In a word, no. Since this year has been so stressful, health professionals are highlighting the mental and emotional benefits of normalizing life as much as possible. However, the pandemic is dictating what people can (or cannot) do regarding the holiday season, and you must stay practical given the unusual limitations pertaining to gatherings.
Celebrating the holidays, 2020 style
Most people consider the holiday season as a time to reconnect with loved ones and enjoy themselves. This year is no different, but the top priority is to keep everyone safe amid all the celebration.
When planning an in-person gathering over the holidays, think about location. The more activities you hold outdoors, the easier it is to maintain a safe distance. Of course, the Canadian winter may influence how much you do outside, so when you and your guests are indoors, try opening a window periodically to help circulate the air. Also spread out as best you can so groups don’t congregate in tight quarters.
Limiting how many people attend your holiday event may also help, and remember the good habits learned over the course of the year, including wearing masks when possible, trying to keep your social distance and washing hands regularly. Keep plenty of soap, sanitizer, disposable wipes and facemasks handy in case your guests need them.
Tips for dining
Let’s face it, one of the highlights of holiday parties is savouring great food and indulging in decadent treats. Sure, sometimes people overdo it, but eating is an anticipated and important part of socializing. Here are a few tips for indulging safely:
- Everyone should wash their hands before eating, and minimize touching food, serving dishes and utensils. Don’t share plates, cutlery, drinking glasses, etc. Of course, no double dipping!
- Try to avoid any self-serve food or drink options, such as buffet-style settings, salad bars, dessert tables and beverage stations
- Extend the option for each household to bring their own food and drinks. This reduces cross-contamination and, as a bonus, ensures guests have access to food they prefer
- Limit how many people are involved in food preparation, cooking and handling, and make sure they follow all safety rules and best practices
Sometimes an in-person gathering isn’t practical. Maybe friends and family members live far away and travel is not a reasonable option. Perhaps you don’t want to put older loved ones at risk, while others may have pre-existing health conditions to consider. Whatever the reason, this should not prevent you from enjoying a holiday celebration. A virtual gathering might seem unusual at first, but there are ways to get festive from a distance.
You and your loved ones can send gifts and holiday cards through the mail or by courier, or simply leave them at the door, as the “drop-and-dash” approach has become popular now! Similarly, if your group typically makes treats or other food items, consider dropping those off as well. An alternative is to provide cherished recipes to loved ones and then, virtually, walk each other through the preparation process so everyone can make the dishes together. It’ll be fun (and maybe inspirational) to see how each person puts their own special touch on things.
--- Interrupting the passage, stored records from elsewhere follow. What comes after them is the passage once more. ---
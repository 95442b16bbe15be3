use clap::error::ErrorKind;
use clap::{CommandFactory, Parser};
use std::path::PathBuf;

use super::presenter::LEGEND;
use crate::utils::config::MAX_WORKERS;

const EXAMPLES: &str = "\
Examples:
  # Show status of all your packages
  go list all | gostatus

  # Show status of all dependencies (recursive) of package in cur working dir
  go list -f '{{join .Deps \"\\n\"}}' . | gostatus";

/// Show the status of (many) Go packages.
#[derive(Clone, Debug, Parser)]
#[command(name = "gostatus", version)]
#[command(about = "Show the status of (many) Go packages read from stdin.")]
#[command(override_usage = "[newline separated packages] | gostatus [OPTIONS]")]
pub struct Cli {
    /// Number of packages checked concurrently. Default: 8.
    #[arg(long, short = 'j', value_parser = clap::value_parser!(u32).range(1..=MAX_WORKERS as i64))]
    pub jobs: Option<u32>,

    /// Verbose output (logs skipped packages and a run summary to stderr).
    #[arg(long, short = 'v', num_args = 0..=1, default_missing_value = "true", value_parser = clap::value_parser!(bool))]
    pub verbose: Option<bool>,

    /// Do not contact remotes; the `+` flag is never shown.
    #[arg(long, num_args = 0..=1, default_missing_value = "true", value_parser = clap::value_parser!(bool))]
    pub offline: Option<bool>,

    /// Config file. Default: `.gostatus.toml` in the current directory, if present.
    #[arg(long, value_name = "PATH")]
    pub config: Option<PathBuf>,

    /// Trailing arguments are accepted and ignored; packages are only read from stdin.
    #[arg(hide = true)]
    pub ignored: Vec<String>,
}

/// Usage, examples and legend, as printed on stderr for `-h` and bad invocations.
pub fn usage_text() -> String {
    let usage = Cli::command().render_help();
    format!("{}\n{}\n\n{}\n", usage, EXAMPLES, LEGEND)
}

/// First line of clap's rendered error (`error: ...`), without its own usage block.
pub fn error_line(err: &clap::Error) -> String {
    err.render()
        .to_string()
        .lines()
        .next()
        .unwrap_or_default()
        .to_string()
}

/// Parse args; on `--help`, an unknown flag, or a bad value print usage to stderr and
/// exit with status 2. `--version` prints to stdout and exits 0.
pub fn parse_or_exit() -> Cli {
    match Cli::try_parse() {
        Ok(cli) => cli,
        Err(err) if err.kind() == ErrorKind::DisplayVersion => err.exit(),
        Err(err) => {
            if err.kind() != ErrorKind::DisplayHelp {
                eprintln!("{}\n", error_line(&err));
            }
            eprint!("{}", usage_text());
            std::process::exit(2);
        }
    }
}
Families in separate households can simultaneously sit at their respective dinner tables and connect by video, which might help create a sense of sharing the meal. The same thing applies to opening gifts, showcasing holiday decorations or singing/listening to your favourite holiday music.
Undoubtedly, this holiday season will be different, but if you’re resourceful you can still enjoy a wonderful, meaningful celebration. Stay safe but don’t allow the pandemic to ruin the holidays. You just need to get a little imaginative and find creative ways to celebrate the season with your loved ones.